Die Virtualisierung von Servern zum standortunabhängigen Arbeiten wurde in den vergangenen beiden Jahren ebenfalls vorangetrieben, ebenso wurden KI-basierte Backup-Lösungen für die eingesetzten Cloud- wie On-Prem-Systeme, das heißt Systeme, die unter eigener Verantwortung im Rechenzentrum der Stadt laufen, mit Schutz gegen Angreifer eingeführt. Weitere neu eingeführte Prozesse und Softwarelösungen ermöglichen es, nach einem Ernstfall automatisiert alle Systeme zügig neu zu installieren.

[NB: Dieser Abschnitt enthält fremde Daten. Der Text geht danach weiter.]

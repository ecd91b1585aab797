use crate::coordinator::coordinator_core::{CoordinatorChannels, CoordinatorCore, RetryOutcome};
use crate::coordinator::{
    Capabilities, CoordinatorCommand, CoordinatorConfig, CoordinatorEvent, CoordinatorHandle,
    ViewerHandle, ViewerStats,
};
use crate::link::{LinkEnvelope, LinkEvent};
use crate::media::{RemoteMedia, RemoteSink};
use crate::negotiation::NegotiationEvent;
use crate::session::{PeerSession, SessionAction, SessionInput, SessionWorker};
use crate::status::StatusEvent;
use relaycast_core::{Role, SignalMessage};
use std::sync::Arc;
use tokio::sync::mpsc;
use tracing::{debug, info, warn};

struct LiveSession {
    session: PeerSession,
    worker: SessionWorker,
}

/// Receives one stream: a single session, rebuilt from scratch on every
/// reconnect.
pub struct ViewerCoordinator {
    core: CoordinatorCore,
    sink: Arc<dyn RemoteSink>,
    live: Option<LiveSession>,
    command_rx: mpsc::Receiver<CoordinatorCommand<ViewerStats>>,
    channels: CoordinatorChannels,
}

impl ViewerCoordinator {
    pub fn new(
        config: CoordinatorConfig,
        caps: Capabilities,
        sink: Arc<dyn RemoteSink>,
    ) -> (Self, ViewerHandle) {
        let (command_tx, command_rx) = mpsc::channel(32);
        let (core, channels) = CoordinatorCore::new(config, Role::Viewer, caps);

        let coordinator = Self {
            core,
            sink,
            live: None,
            command_rx,
            channels,
        };
        (coordinator, CoordinatorHandle::new(command_tx))
    }

    pub async fn run(mut self) {
        info!("[{}] Viewer coordinator started", self.core.stream_id());

        self.connect();

        loop {
            tokio::select! {
                cmd = self.command_rx.recv() => {
                    match cmd {
                        Some(CoordinatorCommand::Close { done }) => {
                            self.shutdown();
                            let _ = done.send(());
                            break;
                        }
                        Some(c) => self.handle_command(c),
                        None => {
                            info!("All handles dropped. Shutting down viewer.");
                            self.shutdown();
                            break;
                        }
                    }
                }

                Some(envelope) = self.channels.link_rx.recv() => self.handle_link(envelope),

                Some(event) = self.channels.transport_rx.recv() => self.handle_negotiation(event),

                Some(event) = self.channels.event_rx.recv() => self.handle_event(event),
            }
        }

        info!("[{}] Viewer coordinator finished", self.core.stream_id());
    }

    fn handle_command(&mut self, cmd: CoordinatorCommand<ViewerStats>) {
        match cmd {
            CoordinatorCommand::Stats { reply } => {
                let _ = reply.send(self.stats());
            }
            CoordinatorCommand::Reconnect => {
                info!("[{}] Manual reconnect requested", self.core.stream_id());
                self.core.reset_retries();
                self.reconnect();
            }
            CoordinatorCommand::Renegotiate { viewer_id } => {
                debug!(
                    "[{}] viewers do not offer, ignoring renegotiation for {}",
                    self.core.stream_id(),
                    viewer_id
                );
            }
            CoordinatorCommand::Close { .. } => {}
        }
    }

    fn stats(&self) -> ViewerStats {
        let session = self.live.as_ref().map(|live| &live.session);
        ViewerStats {
            connected: session.is_some_and(PeerSession::is_connected),
            signaling_state: session.map(PeerSession::state),
            viewer_id: session.and_then(PeerSession::viewer_id),
        }
    }

    /// A fresh session first, so no early offer finds nothing to land on.
    fn connect(&mut self) {
        let worker = self.core.spawn_worker(None);
        let session = PeerSession::viewer(self.core.stream_id().clone(), worker.key().generation);
        self.live = Some(LiveSession { session, worker });
        self.core.open_link();
    }

    fn teardown(&mut self) {
        if let Some(mut live) = self.live.take() {
            live.session.handle(SessionInput::Close);
            live.worker.shutdown();
        }
        self.core.link.close();
    }

    fn reconnect(&mut self) {
        self.teardown();
        self.connect();
    }

    fn handle_link(&mut self, envelope: LinkEnvelope) {
        let Some(event) = self.core.accept_link(envelope) else {
            return;
        };

        match event {
            LinkEvent::Opened => {}
            LinkEvent::Message(msg) => self.handle_signal(msg),
            LinkEvent::Closed { .. } | LinkEvent::Failed(_) => self.hand_off(),
        }
    }

    fn handle_signal(&mut self, msg: SignalMessage) {
        match msg {
            SignalMessage::Offer { sdp, viewer_id } => {
                self.drive(SessionInput::RemoteOffer { sdp, viewer_id })
            }
            SignalMessage::IceCandidate {
                candidate,
                viewer_id,
            } => self.drive(SessionInput::RemoteCandidate {
                candidate,
                viewer_id,
            }),
            other => debug!(
                "[{}] viewer ignores {}",
                self.core.stream_id(),
                other.kind()
            ),
        }
    }

    fn drive(&mut self, input: SessionInput) {
        let Some(live) = self.live.as_mut() else {
            debug!("[{}] no session, dropping input", self.core.stream_id());
            return;
        };
        let viewer_before = live.session.viewer_id();
        let actions = live.session.handle(input);
        let viewer_id = live.session.viewer_id();
        let rest = live.worker.dispatch(actions);

        if viewer_before.is_none() {
            if let Some(id) = viewer_id {
                info!("[{}] Bound to viewer id {}", self.core.stream_id(), id);
            }
        }

        for action in rest {
            match action {
                SessionAction::Send(msg) => self.core.send(&msg),
                SessionAction::StateChanged(state) => {
                    self.core
                        .status(StatusEvent::SignalingChanged { viewer_id, state })
                }
                SessionAction::Connected => {
                    self.core.reconnect.on_success();
                    info!("[{}] Connected to broadcaster", self.core.stream_id());
                }
                SessionAction::Failed(reason) => {
                    self.core
                        .status(StatusEvent::SessionFailed { viewer_id, reason });
                    self.hand_off();
                }
                SessionAction::CreateOffer
                | SessionAction::AcceptOffer { .. }
                | SessionAction::ApplyAnswer { .. }
                | SessionAction::ApplyCandidate(_) => {}
            }
        }
    }

    /// Relay loss or terminal session failure: the controller decides what happens next.
    fn hand_off(&mut self) {
        if self.core.schedule_retry() == RetryOutcome::GaveUp {
            self.teardown();
        }
    }

    fn is_current(&self, generation: u64) -> bool {
        self.live
            .as_ref()
            .is_some_and(|live| live.session.key().generation == generation)
    }

    fn handle_negotiation(&mut self, event: NegotiationEvent) {
        if !self.is_current(event.key().generation) {
            debug!(
                "[{}] stale negotiation event for {}",
                self.core.stream_id(),
                event.key()
            );
            return;
        }

        match event {
            NegotiationEvent::CandidateGenerated(_, candidate) => {
                self.drive(SessionInput::LocalCandidate(candidate))
            }
            NegotiationEvent::StateChanged(_, state) => {
                let viewer_id = self.live.as_ref().and_then(|l| l.session.viewer_id());
                self.core
                    .status(StatusEvent::ConnectionChanged { viewer_id, state });
                self.drive(SessionInput::ConnectionChanged(state));
            }
            NegotiationEvent::RemoteTrack(_, media) => self.attach(media),
        }
    }

    fn attach(&self, media: RemoteMedia) {
        let element_id = &self.core.config.remote_element_id;
        if self.sink.attach(element_id, media) {
            self.core.status(StatusEvent::StreamAttached {
                element_id: element_id.clone(),
            });
        } else {
            warn!(
                "[{}] Remote element '{}' not found, stream not attached",
                self.core.stream_id(),
                element_id
            );
        }
    }

    fn handle_event(&mut self, event: CoordinatorEvent) {
        match event {
            CoordinatorEvent::Completed { key, input } => {
                if !self.is_current(key.generation) {
                    debug!("[{}] stale completion for {}", self.core.stream_id(), key);
                    return;
                }
                self.drive(input);
            }
            CoordinatorEvent::RetryDue { token } => {
                if self.core.take_retry(token) {
                    self.reconnect();
                }
            }
            CoordinatorEvent::MediaAcquired(_) => {}
        }
    }

    fn shutdown(&mut self) {
        if !self.core.begin_close() {
            return;
        }
        self.teardown();
        self.core.status(StatusEvent::Closed);
    }
}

Vorher hätte man so etwas händisch mit großem Aufwand und entsprechendem Zeitverlust machen müssen.
Wie sehr Kommunen, Unternehmen, aber auch Privatpersonen auf stabile digitale Schutzwälle angewiesen sind, zeigt sich jeden Tag. „Wir registrieren permanent Angriffe, die von unseren Firewall-Systemen und durch unsere Mitarbeitenden – selbst an Wochenenden – durch Gegenmaßnahmen erfolgreich unterbunden werden konnten“, so Gehbauer.
Damit dies möglichst so bleibt, müssen Systeme und Software selbstverständlich immer auf dem neusten Stand sein. Das ist ein kontinuierlicher Prozess, „der enorme Ressourcen kostet, personelle wie finanzielle“, verdeutlicht Torsten Gehbauer. Das wird auch künftig notwendig sein, um der zunehmenden Komplexität der Systeme und der Bedrohung durch Cyberkriminelle professionell und mit einer widerstandsfähigen IT begegnen zu können. Wichtig ist zudem die Sensibilisierung der Mitarbeiterinnen und Mitarbeiter. Denn oftmals sind Mails mit einem kompromittierten Anhang oder Link das erste Einfallstor für Hacker.
Unstrittig ist allerdings, dass „es eine hundertprozentige Absicherung gegen Angriffe auf die IT-Infrastruktur nicht geben wird“, betont Torsten Gehbauer. Umso entscheidender ist es, eine gute Abwehr aufzubauen und im Ernstfall schnell reagieren zu können. In dieser Hinsicht hat die Stadtverwaltung in den vergangenen beiden Jahren einen Prozess angestoßen, um die Resilienz der Systeme zu erhöhen.